»»

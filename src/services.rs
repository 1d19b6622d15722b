pub mod availability_service;
pub mod booking_service;
pub mod pricing_service;
pub mod search_scoring;
pub mod search_service;
pub mod season_service;
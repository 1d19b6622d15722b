use chrono::NaiveDate;
use mongodb::bson::{oid::ObjectId, DateTime};
use uuid::Uuid;

use crate::config::BookingPolicy;
use crate::db::store::ReservationStore;
use crate::errors::BookingError;
use crate::models::{
    cabana::Cabana,
    pricing::PricingConfig,
    reservation::{
        Occupancy, PriceBreakdown, QuoteRequest, Reservation, ReservationInput,
        ReservationStatus, StayInterval,
    },
};
use crate::services::{availability_service::AvailabilityService, pricing_service::PricingService};

pub struct BookingService;

impl BookingService {
    pub fn parse_id(raw: &str) -> Result<ObjectId, BookingError> {
        ObjectId::parse_str(raw).map_err(|_| BookingError::InvalidId(raw.to_string()))
    }

    pub fn validate_interval(
        check_in: NaiveDate,
        check_out: NaiveDate,
        policy: &BookingPolicy,
    ) -> Result<StayInterval, BookingError> {
        let stay = StayInterval::new(check_in, check_out);
        if !stay.is_valid() {
            return Err(BookingError::InvalidInterval {
                check_in,
                check_out,
            });
        }
        if stay.nights() > i64::from(policy.max_nights) {
            return Err(BookingError::StayTooLong {
                requested: stay.nights(),
                max: policy.max_nights,
            });
        }
        Ok(stay)
    }

    /// Reject parties the cabin cannot host. Both classes of minors count against
    /// `maxMenores`, and everyone counts against `maxPersonas`.
    pub fn validate_occupancy(cabana: &Cabana, occupancy: &Occupancy) -> Result<(), BookingError> {
        if occupancy.adults < 1 {
            return Err(BookingError::NoAdults);
        }

        if let Some(max) = cabana.max_adults {
            if occupancy.adults > max {
                return Err(BookingError::OccupancyExceeded {
                    kind: "adults",
                    requested: occupancy.adults,
                    max,
                });
            }
        }

        if let Some(max) = cabana.max_minors {
            let minors = occupancy.minors + occupancy.infants;
            if minors > max {
                return Err(BookingError::OccupancyExceeded {
                    kind: "minors",
                    requested: minors,
                    max,
                });
            }
        }

        let total = occupancy.total_guests();
        if total > cabana.max_guests {
            return Err(BookingError::OccupancyExceeded {
                kind: "guests",
                requested: total,
                max: cabana.max_guests,
            });
        }

        Ok(())
    }

    pub async fn load_cabana(
        store: &dyn ReservationStore,
        id: &ObjectId,
    ) -> Result<Cabana, BookingError> {
        store
            .find_cabana(id)
            .await?
            .ok_or_else(|| BookingError::CabanaNotFound(id.to_hex()))
    }

    /// Price a prospective stay. Until both dates are chosen the quote is empty.
    pub fn quote(
        cabana: &Cabana,
        request: &QuoteRequest,
        policy: &BookingPolicy,
    ) -> Result<PriceBreakdown, BookingError> {
        Self::validate_occupancy(cabana, &request.occupancy)?;

        let stay = match (request.check_in, request.check_out) {
            (Some(check_in), Some(check_out)) => {
                Some(Self::validate_interval(check_in, check_out, policy)?)
            }
            _ => None,
        };

        Ok(PricingService::build_breakdown(
            stay,
            &cabana.pricing_config(),
            &request.occupancy,
        ))
    }

    /// Whether `stay` is free for the cabin.
    pub async fn is_available(
        store: &dyn ReservationStore,
        cabana_id: &ObjectId,
        stay: &StayInterval,
    ) -> Result<bool, BookingError> {
        let booked = store.blocking_bookings(cabana_id).await?;
        Ok(!AvailabilityService::has_overlap(stay, &booked))
    }

    pub async fn create_reservation(
        store: &dyn ReservationStore,
        cabana_id: &ObjectId,
        input: ReservationInput,
        status: ReservationStatus,
        policy: &BookingPolicy,
    ) -> Result<Reservation, BookingError> {
        let cabana = Self::load_cabana(store, cabana_id).await?;
        let stay = Self::validate_interval(input.check_in, input.check_out, policy)?;
        Self::validate_occupancy(&cabana, &input.occupancy)?;

        if !Self::is_available(store, cabana_id, &stay).await? {
            log::info!(
                "Cabin {} unavailable for {} .. {}",
                cabana_id,
                stay.check_in,
                stay.check_out
            );
            return Err(BookingError::Unavailable);
        }

        let breakdown =
            PricingService::build_breakdown(Some(stay), &cabana.pricing_config(), &input.occupancy);
        let now = DateTime::now();
        let reservation = Reservation {
            id: None,
            cabana_id: *cabana_id,
            code: booking_code(),
            guest: input.guest,
            adults: input.occupancy.adults,
            minors: input.occupancy.minors,
            infants: input.occupancy.infants,
            check_in: stay.check_in,
            check_out: stay.check_out,
            nights: breakdown.nights,
            nightly_prices: breakdown.nightly,
            guest_surcharge_per_night: breakdown.guest_surcharge_per_night,
            total: breakdown.total,
            status,
            created_at: Some(now),
            updated_at: Some(now),
        };

        let saved = store.insert_if_available(reservation).await?;
        log::info!(
            "Reservation {} ({}) created for cabin {}, total {}",
            saved.id.map(|id| id.to_hex()).unwrap_or_default(),
            saved.code,
            cabana_id,
            saved.total
        );
        Ok(saved)
    }

    pub async fn find_reservation(
        store: &dyn ReservationStore,
        id: &ObjectId,
    ) -> Result<Reservation, BookingError> {
        store
            .find_reservation(id)
            .await?
            .ok_or_else(|| BookingError::ReservationNotFound(id.to_hex()))
    }

    pub async fn update_status(
        store: &dyn ReservationStore,
        id: &ObjectId,
        status: ReservationStatus,
    ) -> Result<Reservation, BookingError> {
        let reservation = store.update_status(id, status).await?;
        log::info!("Reservation {} is now {}", id, status.as_str());
        Ok(reservation)
    }

    pub async fn update_pricing(
        store: &dyn ReservationStore,
        id: &ObjectId,
        pricing: PricingConfig,
    ) -> Result<Cabana, BookingError> {
        pricing.validate()?;
        if !store.update_pricing(id, &pricing).await? {
            return Err(BookingError::CabanaNotFound(id.to_hex()));
        }
        Self::load_cabana(store, id).await
    }
}

/// Short reference guests can quote when contacting the owner.
fn booking_code() -> String {
    Uuid::new_v4().simple().to_string()[..8].to_uppercase()
}
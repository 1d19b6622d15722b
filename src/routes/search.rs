use actix_web::{web, HttpResponse};

use crate::config::BookingPolicy;
use crate::db::store::ReservationStore;
use crate::errors::BookingError;
use crate::models::search::SearchRequest;
use crate::services::{search_scoring::RecommendationScorer, search_service::search_cabanas};

/*
    /api/search
*/
pub async fn search(
    store: web::Data<dyn ReservationStore>,
    scorer: web::Data<RecommendationScorer>,
    policy: web::Data<BookingPolicy>,
    input: web::Json<SearchRequest>,
) -> Result<HttpResponse, BookingError> {
    let results = search_cabanas(
        store.get_ref(),
        scorer.get_ref(),
        policy.get_ref(),
        &input.into_inner(),
    )
    .await?;
    Ok(HttpResponse::Ok().json(results))
}
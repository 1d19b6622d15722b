use futures::future::try_join_all;

use crate::config::BookingPolicy;
use crate::db::store::{CabanaFilter, ReservationStore};
use crate::errors::{BookingError, StoreError};
use crate::models::{cabana::Cabana, search::SearchRequest};
use crate::services::{
    availability_service::AvailabilityService,
    booking_service::BookingService,
    pricing_service::PricingService,
    search_scoring::{Candidate, RecommendationScorer, ScoredCabana},
};

/// Rank every cabin that is free for the requested stay.
pub async fn search_cabanas(
    store: &dyn ReservationStore,
    scorer: &RecommendationScorer,
    policy: &BookingPolicy,
    request: &SearchRequest,
) -> Result<Vec<ScoredCabana>, BookingError> {
    let stay = BookingService::validate_interval(request.check_in, request.check_out, policy)?;
    if request.occupancy.adults < 1 {
        return Err(BookingError::NoAdults);
    }

    let cabanas = store.list_cabanas(&CabanaFilter::default()).await?;
    let lookups = cabanas.into_iter().map(|cabana| async move {
        let booked = match &cabana.id {
            Some(id) => store.blocking_bookings(id).await?,
            None => Vec::new(),
        };
        Ok::<(Cabana, bool), StoreError>((
            cabana,
            AvailabilityService::has_overlap(&stay, &booked),
        ))
    });
    let checked = try_join_all(lookups).await?;

    let candidates: Vec<Candidate> = checked
        .into_iter()
        .filter(|(_, taken)| !taken)
        .map(|(cabana, _)| {
            let breakdown = PricingService::build_breakdown(
                Some(stay),
                &cabana.pricing_config(),
                &request.occupancy,
            );
            Candidate {
                cabana,
                estimated_price: breakdown.total,
            }
        })
        .collect();

    log::info!(
        "Search {} .. {} for {} guests: {} free cabins",
        stay.check_in,
        stay.check_out,
        request.occupancy.total_guests(),
        candidates.len()
    );

    Ok(scorer.rank(
        candidates,
        request.occupancy.total_guests(),
        request.max_budget,
    ))
}
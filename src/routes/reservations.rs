use actix_web::{web, HttpResponse};

use crate::config::BookingPolicy;
use crate::db::store::ReservationStore;
use crate::errors::BookingError;
use crate::models::reservation::{ReservationInput, ReservationStatus};
use crate::services::booking_service::BookingService;

/*
    /api/cabanas/{id}/reservations
*/
pub async fn create(
    store: web::Data<dyn ReservationStore>,
    policy: web::Data<BookingPolicy>,
    path: web::Path<String>,
    input: web::Json<ReservationInput>,
) -> Result<HttpResponse, BookingError> {
    let cabana_id = BookingService::parse_id(&path.into_inner())?;
    let reservation = BookingService::create_reservation(
        store.get_ref(),
        &cabana_id,
        input.into_inner(),
        ReservationStatus::Pending,
        &policy,
    )
    .await?;
    Ok(HttpResponse::Created().json(reservation))
}

/*
    /api/reservations/{id}
*/
pub async fn get_by_id(
    store: web::Data<dyn ReservationStore>,
    path: web::Path<String>,
) -> Result<HttpResponse, BookingError> {
    let id = BookingService::parse_id(&path.into_inner())?;
    let reservation = BookingService::find_reservation(store.get_ref(), &id).await?;
    Ok(HttpResponse::Ok().json(reservation))
}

««

▶ **Task details**
In the data above, find each line that has the word "NoAdults" and copy it out.

▶ **Result for this task**
            return Err(BookingError::NoAdults);
        return Err(BookingError::NoAdults);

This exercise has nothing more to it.